* **Dataset entries**:
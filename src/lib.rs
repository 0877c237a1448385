//! Phishing URL scoring engine.
//!
//! A URL passes a threat-intelligence gate, then three independent scorers
//! (heuristic rules, a statistical classifier over lexical features, and a
//! pattern/semantic classifier) whose outputs are blended into a
//! [`ScanResult`] with severity, verdict and per-component explanations.

/// Statistical classifier and its model artifact
pub mod classifier;
/// Configuration with production defaults
pub mod config;
/// Core data types
pub mod core;
/// Ensemble detector
pub mod detector;
/// Shannon entropy
pub mod entropy;
/// Error types
pub mod error;
/// URL feature extraction
pub mod features;
/// Threat intelligence store and feeds
pub mod intel;
/// Logging and tracing setup
pub mod logging;
/// Heuristic rule engine
pub mod rules;
/// Pattern/semantic classifier
pub mod semantic;
/// Brand look-alike comparisons
pub mod similarity;

pub use crate::classifier::{MlPrediction, ModelInfo, StatisticalClassifier, TrainReport};
pub use crate::config::ScanConfig;
pub use crate::core::{
    FeatureSet, MatchedRule, ScanMetadata, ScanResult, ScanStatus, Severity, Verdict,
};
pub use crate::detector::PhishingDetector;
pub use crate::error::{PhishGuardError, Result};
pub use crate::features::{extract, FeatureExtractor};
pub use crate::intel::{ListKind, ThreatIntelStore};
pub use crate::rules::{RuleEngine, RuleId};
pub use crate::semantic::{SemanticClassifier, SemanticMode, SequenceModel};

* **Work order**:
The "Heuristic rule engine" line through the last line above: set these down exactly and add nothing else.

* **Task output**:
/// Heuristic rule engine
pub mod rules;
/// Pattern/semantic classifier
pub mod semantic;
/// Brand look-alike comparisons
pub mod similarity;

pub use crate::classifier::{MlPrediction, ModelInfo, StatisticalClassifier, TrainReport};
pub use crate::config::ScanConfig;
pub use crate::core::{
    FeatureSet, MatchedRule, ScanMetadata, ScanResult, ScanStatus, Severity, Verdict,
};
pub use crate::detector::PhishingDetector;
pub use crate::error::{PhishGuardError, Result};
pub use crate::features::{extract, FeatureExtractor};
pub use crate::intel::{ListKind, ThreatIntelStore};
pub use crate::rules::{RuleEngine, RuleId};
pub use crate::semantic::{SemanticClassifier, SemanticMode, SequenceModel};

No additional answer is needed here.